** What you are asked to do **
Copy nothing from the entries below except the lines from the one containing "fn try_from(value: i32)" through the one containing "pub fn first_day(&self)", and copy those exactly.

● ● ● ●

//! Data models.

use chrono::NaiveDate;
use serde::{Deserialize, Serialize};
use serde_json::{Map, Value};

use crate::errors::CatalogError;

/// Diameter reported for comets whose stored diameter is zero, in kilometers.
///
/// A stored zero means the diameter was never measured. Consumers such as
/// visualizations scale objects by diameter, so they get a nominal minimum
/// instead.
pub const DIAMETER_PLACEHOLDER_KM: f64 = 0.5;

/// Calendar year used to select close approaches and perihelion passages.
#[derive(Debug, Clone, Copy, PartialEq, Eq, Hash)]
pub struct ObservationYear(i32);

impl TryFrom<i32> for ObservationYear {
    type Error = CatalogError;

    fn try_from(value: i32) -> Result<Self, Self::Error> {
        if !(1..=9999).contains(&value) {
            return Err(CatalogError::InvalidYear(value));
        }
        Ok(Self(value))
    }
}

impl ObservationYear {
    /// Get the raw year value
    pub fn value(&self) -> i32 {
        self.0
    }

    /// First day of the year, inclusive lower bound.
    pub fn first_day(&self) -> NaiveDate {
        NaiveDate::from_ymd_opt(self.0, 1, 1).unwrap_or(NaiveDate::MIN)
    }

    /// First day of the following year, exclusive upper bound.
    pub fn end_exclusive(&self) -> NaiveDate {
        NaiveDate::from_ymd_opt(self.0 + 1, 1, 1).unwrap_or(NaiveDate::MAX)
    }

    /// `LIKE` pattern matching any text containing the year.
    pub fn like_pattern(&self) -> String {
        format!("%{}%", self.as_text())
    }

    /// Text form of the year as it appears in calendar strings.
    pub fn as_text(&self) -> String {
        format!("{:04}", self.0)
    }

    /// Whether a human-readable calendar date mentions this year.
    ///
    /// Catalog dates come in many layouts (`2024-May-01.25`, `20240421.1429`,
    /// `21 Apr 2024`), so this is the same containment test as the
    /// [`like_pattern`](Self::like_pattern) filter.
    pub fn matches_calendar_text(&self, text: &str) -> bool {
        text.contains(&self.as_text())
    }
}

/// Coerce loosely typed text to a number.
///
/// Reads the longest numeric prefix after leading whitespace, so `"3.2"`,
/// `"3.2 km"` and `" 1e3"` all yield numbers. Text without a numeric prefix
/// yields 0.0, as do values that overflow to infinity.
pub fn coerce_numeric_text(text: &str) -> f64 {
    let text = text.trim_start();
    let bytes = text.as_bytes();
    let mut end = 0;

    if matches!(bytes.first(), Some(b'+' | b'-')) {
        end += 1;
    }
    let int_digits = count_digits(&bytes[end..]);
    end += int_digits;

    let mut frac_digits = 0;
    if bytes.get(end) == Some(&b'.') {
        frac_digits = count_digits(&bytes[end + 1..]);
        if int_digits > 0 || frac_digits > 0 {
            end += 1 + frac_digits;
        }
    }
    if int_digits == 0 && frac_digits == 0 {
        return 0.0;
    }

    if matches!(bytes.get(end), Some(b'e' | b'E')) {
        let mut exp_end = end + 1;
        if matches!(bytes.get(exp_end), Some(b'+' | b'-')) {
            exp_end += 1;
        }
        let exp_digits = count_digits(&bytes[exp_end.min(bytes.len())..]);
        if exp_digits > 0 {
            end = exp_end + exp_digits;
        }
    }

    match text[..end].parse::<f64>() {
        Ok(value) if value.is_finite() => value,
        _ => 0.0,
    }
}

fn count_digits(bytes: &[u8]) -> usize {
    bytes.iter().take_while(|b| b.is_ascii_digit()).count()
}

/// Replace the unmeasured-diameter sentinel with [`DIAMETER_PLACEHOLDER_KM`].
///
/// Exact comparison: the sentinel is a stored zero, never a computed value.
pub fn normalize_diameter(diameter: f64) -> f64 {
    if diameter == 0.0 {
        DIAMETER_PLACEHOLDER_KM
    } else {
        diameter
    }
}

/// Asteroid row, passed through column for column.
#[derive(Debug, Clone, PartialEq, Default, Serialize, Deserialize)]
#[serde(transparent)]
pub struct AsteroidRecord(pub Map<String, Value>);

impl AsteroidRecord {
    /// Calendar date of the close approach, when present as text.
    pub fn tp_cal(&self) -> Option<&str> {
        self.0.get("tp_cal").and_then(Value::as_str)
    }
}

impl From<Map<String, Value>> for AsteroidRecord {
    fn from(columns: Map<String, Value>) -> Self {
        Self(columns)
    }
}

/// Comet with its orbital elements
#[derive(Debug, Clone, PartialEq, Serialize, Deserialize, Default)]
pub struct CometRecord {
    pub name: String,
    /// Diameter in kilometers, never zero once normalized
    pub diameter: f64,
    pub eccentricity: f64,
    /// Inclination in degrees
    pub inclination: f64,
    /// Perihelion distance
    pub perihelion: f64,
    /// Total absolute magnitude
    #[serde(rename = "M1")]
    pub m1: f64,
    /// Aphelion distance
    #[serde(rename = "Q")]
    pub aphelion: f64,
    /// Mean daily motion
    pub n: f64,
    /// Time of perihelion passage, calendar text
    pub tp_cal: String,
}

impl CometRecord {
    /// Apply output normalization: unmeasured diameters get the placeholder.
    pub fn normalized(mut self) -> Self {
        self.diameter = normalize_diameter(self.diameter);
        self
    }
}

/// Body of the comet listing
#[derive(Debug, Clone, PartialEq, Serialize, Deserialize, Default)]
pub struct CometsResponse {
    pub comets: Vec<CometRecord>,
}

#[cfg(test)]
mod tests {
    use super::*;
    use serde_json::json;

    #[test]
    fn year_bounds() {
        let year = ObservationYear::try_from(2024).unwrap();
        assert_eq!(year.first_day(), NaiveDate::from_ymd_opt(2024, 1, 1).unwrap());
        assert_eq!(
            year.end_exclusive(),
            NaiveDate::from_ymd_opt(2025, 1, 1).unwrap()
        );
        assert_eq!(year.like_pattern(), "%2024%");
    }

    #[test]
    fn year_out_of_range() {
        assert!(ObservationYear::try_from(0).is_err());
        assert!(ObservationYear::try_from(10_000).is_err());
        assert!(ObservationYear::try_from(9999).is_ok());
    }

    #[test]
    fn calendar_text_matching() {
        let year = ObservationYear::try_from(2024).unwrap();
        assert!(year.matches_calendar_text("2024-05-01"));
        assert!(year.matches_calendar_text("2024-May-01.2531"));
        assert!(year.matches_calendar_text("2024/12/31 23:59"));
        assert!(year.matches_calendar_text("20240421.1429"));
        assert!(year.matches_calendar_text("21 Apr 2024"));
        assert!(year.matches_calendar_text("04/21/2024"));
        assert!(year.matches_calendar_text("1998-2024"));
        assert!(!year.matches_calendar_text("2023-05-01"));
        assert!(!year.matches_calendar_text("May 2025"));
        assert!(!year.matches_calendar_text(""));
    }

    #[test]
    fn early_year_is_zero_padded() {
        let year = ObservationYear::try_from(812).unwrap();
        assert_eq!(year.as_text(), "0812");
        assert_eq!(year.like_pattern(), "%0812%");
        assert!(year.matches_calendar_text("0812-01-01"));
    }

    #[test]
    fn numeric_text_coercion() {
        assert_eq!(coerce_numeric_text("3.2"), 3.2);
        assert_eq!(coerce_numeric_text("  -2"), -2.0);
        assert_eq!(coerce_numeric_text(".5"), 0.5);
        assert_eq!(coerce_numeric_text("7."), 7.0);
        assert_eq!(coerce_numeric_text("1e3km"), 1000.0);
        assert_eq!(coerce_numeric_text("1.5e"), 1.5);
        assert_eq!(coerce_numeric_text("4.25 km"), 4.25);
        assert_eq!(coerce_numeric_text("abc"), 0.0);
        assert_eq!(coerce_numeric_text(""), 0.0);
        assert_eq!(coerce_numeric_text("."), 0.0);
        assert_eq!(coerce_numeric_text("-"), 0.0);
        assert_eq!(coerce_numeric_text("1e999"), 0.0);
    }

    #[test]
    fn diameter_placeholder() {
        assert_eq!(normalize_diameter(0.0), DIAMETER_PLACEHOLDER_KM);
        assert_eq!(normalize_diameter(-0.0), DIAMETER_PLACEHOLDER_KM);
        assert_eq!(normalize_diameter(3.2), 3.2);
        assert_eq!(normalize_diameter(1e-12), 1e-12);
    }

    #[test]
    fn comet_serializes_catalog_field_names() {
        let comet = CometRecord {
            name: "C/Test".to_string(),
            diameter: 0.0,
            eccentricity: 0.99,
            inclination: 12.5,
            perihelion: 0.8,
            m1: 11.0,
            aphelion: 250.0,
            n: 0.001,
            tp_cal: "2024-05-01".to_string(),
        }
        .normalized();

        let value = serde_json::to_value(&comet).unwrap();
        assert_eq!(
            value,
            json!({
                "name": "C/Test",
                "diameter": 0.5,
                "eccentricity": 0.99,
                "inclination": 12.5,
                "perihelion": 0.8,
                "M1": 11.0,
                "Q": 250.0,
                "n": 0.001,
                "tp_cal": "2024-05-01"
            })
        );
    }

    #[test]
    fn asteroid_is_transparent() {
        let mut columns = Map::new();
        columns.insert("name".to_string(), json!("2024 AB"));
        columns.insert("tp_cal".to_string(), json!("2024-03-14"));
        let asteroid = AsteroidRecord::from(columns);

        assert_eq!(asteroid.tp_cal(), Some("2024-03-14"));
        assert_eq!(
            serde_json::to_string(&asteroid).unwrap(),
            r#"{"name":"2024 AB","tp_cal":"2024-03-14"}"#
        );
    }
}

● ● ● ●

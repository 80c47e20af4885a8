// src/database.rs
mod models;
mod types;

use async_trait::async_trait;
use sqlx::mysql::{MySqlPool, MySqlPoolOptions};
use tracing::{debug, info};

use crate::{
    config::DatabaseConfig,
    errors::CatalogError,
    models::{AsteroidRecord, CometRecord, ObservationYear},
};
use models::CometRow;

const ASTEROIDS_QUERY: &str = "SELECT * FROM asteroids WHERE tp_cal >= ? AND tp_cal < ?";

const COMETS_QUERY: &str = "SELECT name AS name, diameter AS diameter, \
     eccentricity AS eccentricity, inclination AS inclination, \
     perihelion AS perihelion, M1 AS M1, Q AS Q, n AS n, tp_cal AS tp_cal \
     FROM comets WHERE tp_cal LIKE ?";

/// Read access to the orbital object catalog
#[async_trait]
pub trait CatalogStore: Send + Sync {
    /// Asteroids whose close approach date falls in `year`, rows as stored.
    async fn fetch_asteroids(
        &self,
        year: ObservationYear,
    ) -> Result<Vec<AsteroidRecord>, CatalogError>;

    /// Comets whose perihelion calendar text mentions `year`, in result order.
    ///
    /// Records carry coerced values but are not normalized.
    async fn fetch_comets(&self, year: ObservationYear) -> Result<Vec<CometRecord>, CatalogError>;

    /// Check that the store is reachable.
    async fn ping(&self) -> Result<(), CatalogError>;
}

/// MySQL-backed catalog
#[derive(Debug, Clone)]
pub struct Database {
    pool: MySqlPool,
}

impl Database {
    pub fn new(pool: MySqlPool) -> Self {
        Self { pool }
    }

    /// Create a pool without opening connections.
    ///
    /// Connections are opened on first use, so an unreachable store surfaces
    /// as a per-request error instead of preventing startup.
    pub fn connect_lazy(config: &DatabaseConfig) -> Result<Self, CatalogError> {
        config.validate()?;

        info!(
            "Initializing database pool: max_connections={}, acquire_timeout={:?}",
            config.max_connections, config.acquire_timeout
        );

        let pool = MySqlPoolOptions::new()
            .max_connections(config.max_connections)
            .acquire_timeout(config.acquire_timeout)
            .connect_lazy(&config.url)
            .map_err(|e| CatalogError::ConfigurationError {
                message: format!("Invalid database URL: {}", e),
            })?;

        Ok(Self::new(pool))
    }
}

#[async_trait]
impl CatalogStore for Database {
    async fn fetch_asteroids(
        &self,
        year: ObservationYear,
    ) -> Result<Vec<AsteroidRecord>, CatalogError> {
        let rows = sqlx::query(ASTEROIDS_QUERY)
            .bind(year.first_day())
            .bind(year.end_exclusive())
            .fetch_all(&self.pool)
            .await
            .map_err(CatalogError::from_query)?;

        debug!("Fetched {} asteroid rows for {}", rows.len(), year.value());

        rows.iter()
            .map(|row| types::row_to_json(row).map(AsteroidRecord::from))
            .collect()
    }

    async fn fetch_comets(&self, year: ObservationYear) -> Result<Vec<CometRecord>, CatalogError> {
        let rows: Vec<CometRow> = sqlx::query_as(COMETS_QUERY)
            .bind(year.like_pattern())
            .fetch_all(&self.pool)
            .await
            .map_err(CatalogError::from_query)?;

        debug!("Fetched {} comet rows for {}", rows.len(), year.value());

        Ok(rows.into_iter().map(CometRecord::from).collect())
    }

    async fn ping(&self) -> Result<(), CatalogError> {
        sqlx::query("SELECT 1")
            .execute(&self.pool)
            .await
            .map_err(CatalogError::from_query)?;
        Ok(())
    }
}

● ● ● ●

** Answer to the problem **
    fn try_from(value: i32) -> Result<Self, Self::Error> {
        if !(1..=9999).contains(&value) {
            return Err(CatalogError::InvalidYear(value));
        }
        Ok(Self(value))
    }
}

impl ObservationYear {
    /// Get the raw year value
    pub fn value(&self) -> i32 {
        self.0
    }

    /// First day of the year, inclusive lower bound.
    pub fn first_day(&self) -> NaiveDate {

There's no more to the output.